Der rumänische Meister Steaua Bukarest war alles andere als der Top-Favorit im Europapokal der Landesmeister in der Saison 1985/1986. Das waren dann doch wieder die Teams mit den klingenden Namen: FC Barcelona, Bayern München, Juventus Turin... Steaua galt damals als eine solide Mannschaft mit einigen Klassespielern, die auch in den besten Vereinen im Westen hätten spielen können: Marius Lacatus etwa, Tudorel Stoica oder Torwart Helmuth Duckadam. Ein Vordringen ins Halbfinale wurde der Mannschaft, die von Valentin Ceausescu, dem Sohn von Diktator Nikolai Ceausescu, protegiert wurde, durchaus zugetraut.

Losglück

Doch die Balltreter aus dem Bukarester Stadtteil Steaua wuchsen in dieser Saison über sich hinaus, wobei man ehrlicherweise einräumen muss, dass sie auch großes Losglück hatten. Bis ins Achtelfinale traf Bukarest auf eher zweitklassige Teams aus Dänemark und Finnland, die den Rumänen nur wenig Mühe bereiteten. Im Halbfinale trafen sie dann auch nicht auf Turin oder Barcelona, sondern auf den belgischen Meister RSC Anderlecht, der aber immerhin die Bayern aus dem Pokal geworfen hatte. Nach einem 0:0 in Bukarest gewann Steaua das Rückspiel in Anderlecht nach einer Abwehrschlacht und einem Kontertor kurz vor Spielende mit 1:0. Bukarest hatte sich ins Finale gekämpft. Der Gegner - der elegante Weltclub FC Barcelona.

"Nichts Erwähnenswertes"

Eine Überraschung schien beim Finale im Estadio Ramon Sanchez Pizjuan zu Sevilla am 7. Mai 1986 ausgeschlossen. Zu übermächtig schien der spanische Meister FC Barcelona. "Auf geht's, Barca, es ist doch unmöglich, den Pokal nicht zu gewinnen!", titelte eine katalanische Sportzeitung. Doch es sollte anders kommen. Barcelona, angeführt von ihrem deutschen Kapitän Bernd Schuster, spielte ohne Esprit, ohne Durchschlagskraft, ohne Ideen. Bukarest verlegte sich ganz aufs Verteidigen. Und die Katalanen konnten das Abwehrbollwerk der Bukarester nicht durchdringen. Nicht in 90 Minuten und auch nicht in der Verlängerung. Ein UEFA-Bericht schilderte nüchtern das eher unansehnliche Spiel: "In andalusischer Hitze passierte 120 Minuten, die geprägt waren von unerklärlichen Patzern der Katalanen und vom abgeklärten Defensivspiel der Rumänen, nichts Erwähnenswertes."

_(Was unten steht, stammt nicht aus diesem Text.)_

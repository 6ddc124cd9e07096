//! Switchyard Load Balancing Library
//!
//! Backend registry with round-robin selection, the health monitor that
//! keeps it current, and request statistics collection.

pub mod balance;

pub use balance::monitor::HealthMonitor;
pub use balance::registry::{BackendRegistry, BackendSnapshot, HealthTransition};
pub use balance::service::BalanceService;
pub use balance::stats::{StatsCollector, StatsSnapshot};
pub mod handlers;
pub mod routes;

#[cfg(test)]
mod tests;
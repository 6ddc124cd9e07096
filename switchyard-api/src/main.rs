//! Switchyard
//!
//! Main entry point for the health-aware load balancing reverse proxy

use switchyard_api::start_server;

#[tokio::main]
async fn main() -> Result<(), Box<dyn std::error::Error>> {
    start_server().await?;
    Ok(())
}
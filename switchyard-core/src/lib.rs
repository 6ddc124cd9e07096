//! Switchyard Core Library
//!
//! This library provides core functionality for the Switchyard load
//! balancer:
//! - Configuration model and validation
//! - Configuration file loading

pub mod config;

// Re-export commonly used types
pub use config::loader::{get_config_path, load_config, load_config_from_path};
pub use config::model::{Config, Settings};
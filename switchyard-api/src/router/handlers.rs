use crate::app::AppState;
use axum::extract::{ConnectInfo, Request, State};
use axum::http::StatusCode;
use axum::middleware::Next;
use axum::response::{IntoResponse, Response};
use axum::Json;
use serde_json::json;
use std::net::SocketAddr;
use switchyard_relay::ProxyError;
use tracing::{info, warn};

/// Records every inbound request into the stats window before routing,
/// reserved endpoints included.
pub async fn stats_middleware(
    State(state): State<AppState>,
    request: Request,
    next: Next,
) -> Response {
    state.service.stats().record_request_start();
    next.run(request).await
}

/// `GET /lb-health`: 200 while at least one backend is healthy, 503
/// otherwise.
pub async fn lb_health(State(state): State<AppState>) -> impl IntoResponse {
    let registry = state.service.registry();
    let healthy = registry.healthy_count();
    let total = registry.len();

    let (status_code, status) = if healthy > 0 {
        (StatusCode::OK, "healthy")
    } else {
        (StatusCode::SERVICE_UNAVAILABLE, "degraded")
    };

    (
        status_code,
        Json(json!({
            "status": status,
            "healthy_servers": healthy,
            "backend_servers": total,
        })),
    )
}

/// `GET /lb-stats`: queryable stats snapshot.
pub async fn lb_stats(State(state): State<AppState>) -> impl IntoResponse {
    Json(state.service.snapshot())
}

/// `POST /reset-stats`: zeroes counters and the timestamp window.
/// Backend health flags are untouched.
pub async fn reset_stats(State(state): State<AppState>) -> impl IntoResponse {
    state.service.stats().reset();
    info!("Statistics counters reset");
    Json(json!({ "status": "ok" }))
}

/// Catch-all reverse proxy: selects the next healthy backend and forwards
/// the request as-is.
pub async fn proxy_handler(State(state): State<AppState>, request: Request) -> Response {
    let client_ip = request
        .extensions()
        .get::<ConnectInfo<SocketAddr>>()
        .map(|ConnectInfo(addr)| addr.ip().to_string())
        .unwrap_or_else(|| "unknown".to_string());

    let Some(backend) = state.service.select_backend() else {
        state.service.stats().record_failure();
        warn!(
            "No healthy backend available for {} {}",
            request.method(),
            request.uri().path()
        );
        return ProxyError::NoHealthyBackend.into_response();
    };

    match state.forwarder.forward(&backend, &client_ip, request).await {
        Ok(response) => response,
        Err(e) => e.into_response(),
    }
}
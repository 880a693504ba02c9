//! Six-counter rate limit evaluation

use crate::config::{RateLimitConfig, Window};
use crate::store::{CounterEntry, CounterState, CounterStore};
use chrono::{DateTime, Utc};
use std::sync::Arc;
use std::time::Duration;
use tracing::warn;
use veriflow_common::Result;

/// Usage of one window, reported on every gated response
#[derive(Debug, Clone, Copy)]
pub struct WindowUsage {
    /// Configured client cap for this window
    pub limit: u32,

    /// Requests left before the window denies (the more restrictive of the
    /// client and source scopes)
    pub remaining: u32,

    /// When the binding counter's window resets
    pub reset_at: DateTime<Utc>,
}

/// Result of a rate limit check
#[derive(Debug, Clone)]
pub struct Decision {
    pub allowed: bool,
    pub minute: WindowUsage,
    pub hour: WindowUsage,
    pub day: WindowUsage,

    /// On denial, how long the caller must wait for the most restrictive
    /// exceeded counter to reopen
    pub retry_after: Option<Duration>,
}

impl Decision {
    /// Window usages paired with their window, for header emission
    pub fn windows(&self) -> [(Window, &WindowUsage); 3] {
        [
            (Window::Minute, &self.minute),
            (Window::Hour, &self.hour),
            (Window::Day, &self.day),
        ]
    }

    /// `Retry-After` value in whole seconds, rounded up
    pub fn retry_after_secs(&self) -> Option<u64> {
        self.retry_after
            .map(|d| (d.as_millis() as u64).div_ceil(1_000).max(1))
    }
}

/// Evaluates client and source-address counters over all windows as a single
/// atomic reservation.
pub struct RateLimiter {
    store: Arc<dyn CounterStore>,
}

impl RateLimiter {
    pub fn new(store: Arc<dyn CounterStore>) -> Self {
        Self { store }
    }

    /// Check all six counters and consume one request from each, or none.
    ///
    /// Store failures propagate as `StorageUnavailable`; the caller must
    /// treat that as a denial (fail closed), never as an allow.
    pub async fn check_and_consume(
        &self,
        client_key: &str,
        source_key: &str,
        limits: &RateLimitConfig,
    ) -> Result<Decision> {
        // Two entries per window: client first, source second
        let mut entries = Vec::with_capacity(6);
        for window in Window::ALL {
            entries.push(CounterEntry {
                key: format!("ratelimit:client:{}:{}", client_key, window.as_str()),
                cap: limits.client_cap(window),
                ttl_secs: window.secs(),
            });
            entries.push(CounterEntry {
                key: format!("ratelimit:src:{}:{}", source_key, window.as_str()),
                cap: limits.source_cap(window),
                ttl_secs: window.secs(),
            });
        }

        let reservation = self.store.reserve(&entries).await?;
        let now = Utc::now();

        let usage_for = |idx: usize| -> WindowUsage {
            let window = Window::ALL[idx];
            let client = scope_usage(&entries[2 * idx], &reservation.states[2 * idx], now);
            let source = scope_usage(&entries[2 * idx + 1], &reservation.states[2 * idx + 1], now);
            let binding = if source.remaining < client.remaining {
                source
            } else {
                client
            };
            WindowUsage {
                limit: limits.client_cap(window),
                remaining: binding.remaining,
                reset_at: binding.reset_at,
            }
        };

        let minute = usage_for(0);
        let hour = usage_for(1);
        let day = usage_for(2);

        let retry_after = if reservation.granted {
            None
        } else {
            // Most restrictive exceeded counter: the one blocking longest
            let blocking_ms = entries
                .iter()
                .zip(&reservation.states)
                .filter(|(entry, state)| state.count >= u64::from(entry.cap))
                .map(|(_, state)| state.reset_ms)
                .max()
                .unwrap_or(0);

            warn!(
                "Rate limit exceeded for client {} from {} (blocked {}ms)",
                client_key, source_key, blocking_ms
            );

            Some(Duration::from_millis(blocking_ms))
        };

        Ok(Decision {
            allowed: reservation.granted,
            minute,
            hour,
            day,
            retry_after,
        })
    }
}

fn scope_usage(entry: &CounterEntry, state: &CounterState, now: DateTime<Utc>) -> WindowUsage {
    let remaining = u64::from(entry.cap).saturating_sub(state.count) as u32;
    WindowUsage {
        limit: entry.cap,
        remaining,
        reset_at: now + chrono::Duration::milliseconds(state.reset_ms as i64),
    }
}
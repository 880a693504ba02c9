//! Best-effort usage audit logging

use async_trait::async_trait;
use chrono::{DateTime, Utc};
use redis::aio::ConnectionManager;
use redis::AsyncCommands;
use serde::{Deserialize, Serialize};
use std::sync::{Arc, Mutex};
use tracing::{info, warn};
use veriflow_common::{Error, Result};

/// One gated request, recorded after the response was sent
#[derive(Debug, Clone, Serialize, Deserialize)]
pub struct UsageRecord {
    pub client_id: String,
    pub endpoint: String,
    pub method: String,
    pub status_code: u16,
    pub latency_ms: u64,
    pub timestamp: DateTime<Utc>,
}

/// Append-only sink for usage records
#[async_trait]
pub trait UsageSink: Send + Sync {
    async fn append(&self, record: &UsageRecord) -> Result<()>;
}

/// Redis sink: one list of JSON records per client
pub struct RedisUsageSink {
    conn: ConnectionManager,
}

impl RedisUsageSink {
    pub async fn new(redis_url: &str) -> Result<Self> {
        let client = redis::Client::open(redis_url).map_err(|e| Error::Redis(e.to_string()))?;

        let conn = ConnectionManager::new(client)
            .await
            .map_err(|e| Error::Redis(e.to_string()))?;

        info!("Usage sink connected to Redis at {}", redis_url);

        Ok(Self { conn })
    }
}

#[async_trait]
impl UsageSink for RedisUsageSink {
    async fn append(&self, record: &UsageRecord) -> Result<()> {
        let key = format!("usage:{}", record.client_id);
        let json = serde_json::to_string(record)?;

        let mut conn = self.conn.clone();
        conn.rpush::<_, _, ()>(&key, json)
            .await
            .map_err(|e| Error::Redis(e.to_string()))?;

        Ok(())
    }
}

/// In-process sink for tests
#[derive(Default)]
pub struct MemoryUsageSink {
    records: Mutex<Vec<UsageRecord>>,
}

impl MemoryUsageSink {
    pub fn new() -> Self {
        Self::default()
    }

    pub fn records(&self) -> Vec<UsageRecord> {
        self.records.lock().expect("usage sink lock poisoned").clone()
    }
}

#[async_trait]
impl UsageSink for MemoryUsageSink {
    async fn append(&self, record: &UsageRecord) -> Result<()> {
        self.records
            .lock()
            .expect("usage sink lock poisoned")
            .push(record.clone());
        Ok(())
    }
}

/// Fire-and-forget recorder: failures are logged, never propagated to the
/// request path, never retried synchronously.
pub struct UsageRecorder {
    sink: Arc<dyn UsageSink>,
}

impl UsageRecorder {
    pub fn new(sink: Arc<dyn UsageSink>) -> Self {
        Self { sink }
    }

    pub fn record(&self, record: UsageRecord) {
        let sink = Arc::clone(&self.sink);
        tokio::spawn(async move {
            if let Err(e) = sink.append(&record).await {
                warn!(
                    "Failed to record usage for client {}: {}",
                    record.client_id, e
                );
            }
        });
    }
}

#[cfg(test)]
mod tests {
    use super::*;

    fn record(client_id: &str) -> UsageRecord {
        UsageRecord {
            client_id: client_id.to_string(),
            endpoint: "/transactions".to_string(),
            method: "POST".to_string(),
            status_code: 201,
            latency_ms: 12,
            timestamp: Utc::now(),
        }
    }

    #[tokio::test]
    async fn test_recorder_appends_asynchronously() {
        let sink = Arc::new(MemoryUsageSink::new());
        let recorder = UsageRecorder::new(Arc::clone(&sink) as Arc<dyn UsageSink>);

        recorder.record(record("client-a"));
        recorder.record(record("client-a"));

        // The spawned tasks need a tick to run
        tokio::time::sleep(std::time::Duration::from_millis(50)).await;

        assert_eq!(sink.records().len(), 2);
    }

    struct FailingSink;

    #[async_trait]
    impl UsageSink for FailingSink {
        async fn append(&self, _record: &UsageRecord) -> Result<()> {
            Err(Error::Redis("sink down".to_string()))
        }
    }

    #[tokio::test]
    async fn test_sink_failure_is_swallowed() {
        let recorder = UsageRecorder::new(Arc::new(FailingSink));

        // Must not panic or propagate
        recorder.record(record("client-a"));
        tokio::time::sleep(std::time::Duration::from_millis(20)).await;
    }
}
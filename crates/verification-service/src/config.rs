//! Configuration management for the Verification Service
//!
//! Loads configuration from environment variables with sensible defaults.

use crate::gate::ClientConfig;
use crate::orchestrator::VerificationPolicy;
use anyhow::{Context, Result};
use rate_limiter::RateLimitConfig;
use std::env;
use std::path::PathBuf;

/// Application configuration
#[derive(Debug, Clone)]
pub struct Config {
    /// API server host
    pub api_host: String,

    /// API server port
    pub api_port: u16,

    /// Redis URL for counters, transactions and usage records
    pub redis_url: String,

    /// Face matching service base URL
    pub face_matcher_url: String,

    /// Speech-to-text service base URL
    pub speech_api_url: String,

    /// Reference image vault base URL
    pub reference_vault_url: String,

    /// Timeout applied to every verification-provider call
    pub provider_timeout_secs: u64,

    /// Minimum face similarity accepted as a match
    pub similarity_threshold: f64,

    /// Per-method verification attempt budget
    pub max_verification_attempts: u32,

    /// Minutes until a new transaction expires
    pub transaction_ttl_minutes: i64,

    /// Amounts above this lose risk points
    pub large_amount_threshold: f64,

    /// Rate limits applied to clients without explicit overrides
    pub default_limits: RateLimitConfig,

    /// Optional JSON file with registered clients
    pub clients_file: Option<PathBuf>,

    /// API key of the built-in development client, used when no clients
    /// file is configured
    pub default_api_key: String,
}

impl Config {
    /// Load configuration from environment variables
    pub fn from_env() -> Result<Self> {
        // Load .env file if it exists (for local development)
        dotenvy::dotenv().ok();

        let config = Config {
            api_host: env::var("API_HOST").unwrap_or_else(|_| "0.0.0.0".to_string()),

            api_port: env::var("API_PORT")
                .unwrap_or_else(|_| "8084".to_string())
                .parse()
                .context("Invalid API_PORT")?,

            redis_url: env::var("REDIS_URL")
                .unwrap_or_else(|_| "redis://localhost:6379".to_string()),

            face_matcher_url: env::var("FACE_MATCHER_URL")
                .unwrap_or_else(|_| "http://localhost:9100".to_string()),

            speech_api_url: env::var("SPEECH_API_URL")
                .unwrap_or_else(|_| "http://localhost:9101".to_string()),

            reference_vault_url: env::var("REFERENCE_VAULT_URL")
                .unwrap_or_else(|_| "http://localhost:9102".to_string()),

            provider_timeout_secs: env::var("PROVIDER_TIMEOUT_SECS")
                .unwrap_or_else(|_| "10".to_string())
                .parse()
                .context("Invalid PROVIDER_TIMEOUT_SECS")?,

            similarity_threshold: env::var("SIMILARITY_THRESHOLD")
                .unwrap_or_else(|_| "0.8".to_string())
                .parse()
                .context("Invalid SIMILARITY_THRESHOLD")?,

            max_verification_attempts: env::var("MAX_VERIFICATION_ATTEMPTS")
                .unwrap_or_else(|_| "3".to_string())
                .parse()
                .context("Invalid MAX_VERIFICATION_ATTEMPTS")?,

            transaction_ttl_minutes: env::var("TRANSACTION_TTL_MINUTES")
                .unwrap_or_else(|_| "15".to_string())
                .parse()
                .context("Invalid TRANSACTION_TTL_MINUTES")?,

            large_amount_threshold: env::var("LARGE_AMOUNT_THRESHOLD")
                .unwrap_or_else(|_| "10000".to_string())
                .parse()
                .context("Invalid LARGE_AMOUNT_THRESHOLD")?,

            default_limits: RateLimitConfig {
                requests_per_minute: env::var("DEFAULT_REQUESTS_PER_MINUTE")
                    .unwrap_or_else(|_| "60".to_string())
                    .parse()
                    .context("Invalid DEFAULT_REQUESTS_PER_MINUTE")?,
                requests_per_hour: env::var("DEFAULT_REQUESTS_PER_HOUR")
                    .unwrap_or_else(|_| "1000".to_string())
                    .parse()
                    .context("Invalid DEFAULT_REQUESTS_PER_HOUR")?,
                requests_per_day: env::var("DEFAULT_REQUESTS_PER_DAY")
                    .unwrap_or_else(|_| "10000".to_string())
                    .parse()
                    .context("Invalid DEFAULT_REQUESTS_PER_DAY")?,
            },

            clients_file: env::var("CLIENTS_FILE").ok().map(PathBuf::from),

            default_api_key: env::var("API_KEY").unwrap_or_else(|_| "dev-client-key".to_string()),
        };

        // Validate configuration
        config.validate()?;

        Ok(config)
    }

    /// Validate configuration
    fn validate(&self) -> Result<()> {
        if self.api_port == 0 {
            anyhow::bail!("API_PORT must be greater than 0");
        }

        if !(self.similarity_threshold > 0.0 && self.similarity_threshold <= 1.0) {
            anyhow::bail!("SIMILARITY_THRESHOLD must be in (0, 1]");
        }

        if self.max_verification_attempts == 0 {
            anyhow::bail!("MAX_VERIFICATION_ATTEMPTS must be greater than 0");
        }

        if self.transaction_ttl_minutes <= 0 {
            anyhow::bail!("TRANSACTION_TTL_MINUTES must be greater than 0");
        }

        Ok(())
    }

    /// Get the API server address
    pub fn api_address(&self) -> String {
        format!("{}:{}", self.api_host, self.api_port)
    }

    /// Timeout applied to verification-provider calls
    pub fn provider_timeout(&self) -> std::time::Duration {
        std::time::Duration::from_secs(self.provider_timeout_secs)
    }

    /// Verification policy derived from this configuration
    pub fn verification_policy(&self) -> VerificationPolicy {
        VerificationPolicy {
            similarity_threshold: self.similarity_threshold,
            max_attempts: self.max_verification_attempts,
            transaction_ttl: chrono::Duration::minutes(self.transaction_ttl_minutes),
            large_amount_threshold: self.large_amount_threshold,
            ..VerificationPolicy::default()
        }
    }

    /// Load registered clients from the clients file, or fall back to the
    /// built-in development client.
    pub fn load_clients(&self) -> Result<Vec<ClientConfig>> {
        match &self.clients_file {
            Some(path) => {
                let content = std::fs::read_to_string(path)
                    .with_context(|| format!("Failed to read clients file: {}", path.display()))?;

                let clients: Vec<ClientConfig> = serde_json::from_str(&content)
                    .with_context(|| format!("Failed to parse clients file: {}", path.display()))?;

                if clients.is_empty() {
                    anyhow::bail!("Clients file {} contains no clients", path.display());
                }

                Ok(clients)
            }
            None => Ok(vec![ClientConfig {
                client_id: "dev-client".to_string(),
                api_key: self.default_api_key.clone(),
                limits: self.default_limits.clone(),
            }]),
        }
    }
}
//! Rate limit windows and per-client caps

use serde::{Deserialize, Serialize};

/// Hard per-source-address ceiling for the minute window
pub const SOURCE_CEILING_PER_MINUTE: u32 = 30;

/// Hard per-source-address ceiling for the hour window
pub const SOURCE_CEILING_PER_HOUR: u32 = 500;

/// Hard per-source-address ceiling for the day window
pub const SOURCE_CEILING_PER_DAY: u32 = 5_000;

/// A fixed counting window
#[derive(Debug, Clone, Copy, PartialEq, Eq, Hash, Serialize, Deserialize)]
#[serde(rename_all = "snake_case")]
pub enum Window {
    Minute,
    Hour,
    Day,
}

impl Window {
    /// All windows, in ascending order
    pub const ALL: [Window; 3] = [Window::Minute, Window::Hour, Window::Day];

    /// Window length in seconds, used as the counter TTL
    pub fn secs(&self) -> u64 {
        match self {
            Window::Minute => 60,
            Window::Hour => 3_600,
            Window::Day => 86_400,
        }
    }

    /// Lowercase name used in counter keys and response headers
    pub fn as_str(&self) -> &'static str {
        match self {
            Window::Minute => "minute",
            Window::Hour => "hour",
            Window::Day => "day",
        }
    }
}

/// Per-client request caps for each window
#[derive(Debug, Clone, PartialEq, Eq, Serialize, Deserialize)]
pub struct RateLimitConfig {
    pub requests_per_minute: u32,
    pub requests_per_hour: u32,
    pub requests_per_day: u32,
}

impl Default for RateLimitConfig {
    fn default() -> Self {
        Self {
            requests_per_minute: 60,
            requests_per_hour: 1_000,
            requests_per_day: 10_000,
        }
    }
}

impl RateLimitConfig {
    /// Client cap for a window
    pub fn client_cap(&self, window: Window) -> u32 {
        match window {
            Window::Minute => self.requests_per_minute,
            Window::Hour => self.requests_per_hour,
            Window::Day => self.requests_per_day,
        }
    }

    /// Source-address cap: the client cap bounded by the hard ceiling
    pub fn source_cap(&self, window: Window) -> u32 {
        let ceiling = match window {
            Window::Minute => SOURCE_CEILING_PER_MINUTE,
            Window::Hour => SOURCE_CEILING_PER_HOUR,
            Window::Day => SOURCE_CEILING_PER_DAY,
        };
        self.client_cap(window).min(ceiling)
    }
}

#[cfg(test)]
mod tests {
    use super::*;

    #[test]
    fn test_window_secs() {
        assert_eq!(Window::Minute.secs(), 60);
        assert_eq!(Window::Hour.secs(), 3_600);
        assert_eq!(Window::Day.secs(), 86_400);
    }

    #[test]
    fn test_source_cap_bounded_by_ceiling() {
        let config = RateLimitConfig {
            requests_per_minute: 100,
            requests_per_hour: 200,
            requests_per_day: 300,
        };

        assert_eq!(config.source_cap(Window::Minute), 30);
        assert_eq!(config.source_cap(Window::Hour), 200);
        assert_eq!(config.source_cap(Window::Day), 300);
    }

    #[test]
    fn test_source_cap_uses_client_cap_when_lower() {
        let config = RateLimitConfig {
            requests_per_minute: 5,
            requests_per_hour: 50,
            requests_per_day: 500,
        };

        assert_eq!(config.source_cap(Window::Minute), 5);
    }
}
//! Verification Service
//!
//! HTTP service for biometric transaction verification, gated by a
//! multi-tier rate limiter.

use anyhow::{Context, Result};
use rate_limiter::{RateLimiter, RedisCounterStore};
use std::net::SocketAddr;
use std::sync::Arc;
use tokio::net::TcpListener;
use tracing::info;
use verification_service::config::Config;
use verification_service::providers::{HttpFaceMatcher, HttpReferenceVault, HttpSpeechTranscriber};
use verification_service::storage::RedisTransactionStore;
use verification_service::usage::RedisUsageSink;
use verification_service::{
    create_router, AppState, ClientRegistry, UsageRecorder, VerificationOrchestrator,
};

#[tokio::main]
async fn main() -> Result<()> {
    // Initialize tracing/logging
    tracing_subscriber::fmt()
        .with_env_filter(
            tracing_subscriber::EnvFilter::try_from_default_env()
                .unwrap_or_else(|_| tracing_subscriber::EnvFilter::new("info")),
        )
        .init();

    info!("Starting Verification Service...");

    // Load configuration
    let config = Config::from_env().context("Failed to load configuration")?;
    info!("Redis URL: {}", config.redis_url);
    info!("Face matcher: {}", config.face_matcher_url);
    info!("Speech API: {}", config.speech_api_url);

    // Storage
    let counter_store = RedisCounterStore::new(&config.redis_url)
        .await
        .context("Failed to connect counter store")?;
    let transaction_store = RedisTransactionStore::new(&config.redis_url)
        .await
        .context("Failed to connect transaction store")?;
    let usage_sink = RedisUsageSink::new(&config.redis_url)
        .await
        .context("Failed to connect usage sink")?;

    // Verification providers
    let timeout = config.provider_timeout();
    let face_matcher = HttpFaceMatcher::new(config.face_matcher_url.clone(), timeout)
        .context("Failed to build face matcher client")?;
    let transcriber = HttpSpeechTranscriber::new(config.speech_api_url.clone(), timeout)
        .context("Failed to build speech transcriber client")?;
    let vault = HttpReferenceVault::new(config.reference_vault_url.clone(), timeout)
        .context("Failed to build reference vault client")?;

    // Registered clients
    let clients = config.load_clients().context("Failed to load clients")?;
    info!("Loaded {} registered client(s)", clients.len());

    let orchestrator = VerificationOrchestrator::new(
        Arc::new(transaction_store),
        Arc::new(face_matcher),
        Arc::new(transcriber),
        Arc::new(vault),
        config.verification_policy(),
    );
    let limiter = RateLimiter::new(Arc::new(counter_store));
    let usage = UsageRecorder::new(Arc::new(usage_sink));

    let state = AppState::new(orchestrator, limiter, ClientRegistry::new(clients), usage);
    let app = create_router(state);

    // Start server
    let listener = TcpListener::bind(&config.api_address())
        .await
        .with_context(|| format!("Failed to bind to {}", config.api_address()))?;

    info!("Verification Service listening on {}", config.api_address());
    info!("Health check: http://{}/health", config.api_address());
    info!("API endpoints:");
    info!("  POST /transactions - Create transaction");
    info!("  GET /transactions/{{id}} - Transaction status");
    info!("  POST /transactions/{{id}}/verify/face - Face verification");
    info!("  POST /transactions/{{id}}/verify/voice - Voice verification");

    axum::serve(
        listener,
        app.into_make_service_with_connect_info::<SocketAddr>(),
    )
    .await
    .context("Server error")?;

    Ok(())
}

Nur zwei Elfmeter verwandelt

Die Entscheidung musste per Elfmeterschießen fallen. Und das bot dann allerdings Erwähnenswertes. Die ersten vier Elfmeter wurden von den Torhütern gehalten. Dann verwandelte Marius Lacatus seinen Elfmeter. 1:0 für Bukarest. Anschließend hielt Steaus Torhüter Duckadam einen weiteren Elfer, während Balint traf. 2:0 für Bukarest. Nun musste Barcelonas Marcos Alonso treffen, um seinen Club wenigstens im Spiel zu halten. Doch Alonso scheiterte am überragenden Duckadam. Das Spiel war entschieden - 2:0 für Bukarest. Steaua war die beste Mannschaft Europas. Und ihr Torwart Duckadam "der Held von Sevilla", wie die rumänischen Zeitungen am nächsten Morgen schrieben.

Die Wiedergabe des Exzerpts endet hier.